We know what h is. It is 3 meters * sin A
Then the work done = m g h = 3 m g sin A
In method 2 we do twice as much work as in method 1. However the work we do against gravity in method 2 remains mgh so the work done against friction is also mgh
the work done against friction is the same as mgh so
3 m g sin A = 485 J
3(45)(9.8) sin A = 485
sin A = .367
A = 21.5 degrees
At the end of the semester, you are loading your gear into a van to go home. In loading the van, you can either lift a 45.0-kg crate straight up(method 1) or push it up a 3.00-m-long ramp that is inclined at an angle above the horizontal (method 2).In both methods, the crate is moved at a constant speed and the vertical distance from the ground to the floor of the van has the same value h. In method 1, no friction is present. In method 2, however, a frictional force does -485J of work on the crate. In applying your nonconservative pushing force to the crate, you do twice as much work in method 2 as in method 1. Find the angle.

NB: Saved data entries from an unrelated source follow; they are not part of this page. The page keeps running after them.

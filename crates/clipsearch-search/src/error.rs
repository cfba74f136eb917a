//! Error types for clipsearch-search

use thiserror::Error;

/// Errors that can occur in clipsearch-search operations
#[derive(Error, Debug)]
pub enum SearchError {
    /// Lexical index error
    #[error("Lexical index error: {0}")]
    Lexical(String),

    /// Lexical index unreachable. Search cannot proceed without it.
    #[error("Lexical index unavailable: {0}")]
    LexicalUnavailable(String),

    /// Vector store error
    #[error("Vector store error: {0}")]
    VectorStore(String),

    /// Invalid configuration
    #[error("Invalid configuration: {0}")]
    InvalidConfig(String),

    /// Connection error
    #[error("Connection failed: {0}")]
    Connection(String),

    /// Embedding error
    #[error("Embedding error: {0}")]
    Embedding(String),

    /// Embedding provider unavailable
    #[error("Embedding provider unavailable: {0}")]
    EmbeddingUnavailable(String),

    /// Embedding dimension mismatch
    #[error("Embedding dimension mismatch: expected {expected}, got {actual}")]
    DimensionMismatch { expected: usize, actual: usize },

    /// Embedding provider authentication failed
    #[error("Embedding provider authentication failed: {0}")]
    EmbeddingAuth(String),

    /// Embedding provider rate limited
    #[error("Embedding provider rate limited, retry after {retry_after:?} seconds")]
    EmbeddingRateLimit { retry_after: Option<u64> },

    /// Embedding model not found
    #[error("Embedding model not found: {0}")]
    InvalidModel(String),

    /// Embedding request deadline elapsed
    #[error("Embedding request timed out")]
    EmbeddingTimeout,

    /// Catalog error
    #[error("Catalog error: {0}")]
    Catalog(#[from] clipsearch_core::CatalogError),

    /// Serialization error
    #[error("Serialization error: {0}")]
    Serialization(#[from] serde_json::Error),

    /// IO error
    #[error("IO error: {0}")]
    Io(#[from] std::io::Error),
}

impl From<qdrant_client::QdrantError> for SearchError {
    fn from(err: qdrant_client::QdrantError) -> Self {
        SearchError::VectorStore(err.to_string())
    }
}

impl SearchError {
    /// True for failures the orchestrator absorbs by degrading to
    /// lexical-only results instead of failing the request.
    pub fn is_degradable(&self) -> bool {
        matches!(
            self,
            SearchError::Embedding(_)
                | SearchError::EmbeddingUnavailable(_)
                | SearchError::EmbeddingAuth(_)
                | SearchError::EmbeddingRateLimit { .. }
                | SearchError::EmbeddingTimeout
                | SearchError::InvalidModel(_)
                | SearchError::VectorStore(_)
                | SearchError::DimensionMismatch { .. }
        )
    }
}

/// Result type for clipsearch-search operations
pub type Result<T> = std::result::Result<T, SearchError>;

I've posted this question, and someone gives me this answer. But I don't quite get it, can anyone please explain it to me?Thanks!
First, compute the work done in method 1. That would be M g H = 45*9.8*3.0 sin A = 1323 sin A Joules. A is the angle of the place to the horizontal.
With the ramp, you do twice as much work, or 2646 J sin A. If 485 J of this was overcoming friction, the potential energy change was
2646 sin A - 485
This equals the potential energy change with method 1, or 1323 sin A. Therefore
2646 sin A -485 = 1323 sin A
485 = 1323 sin A
sin A = 0.367
A = ?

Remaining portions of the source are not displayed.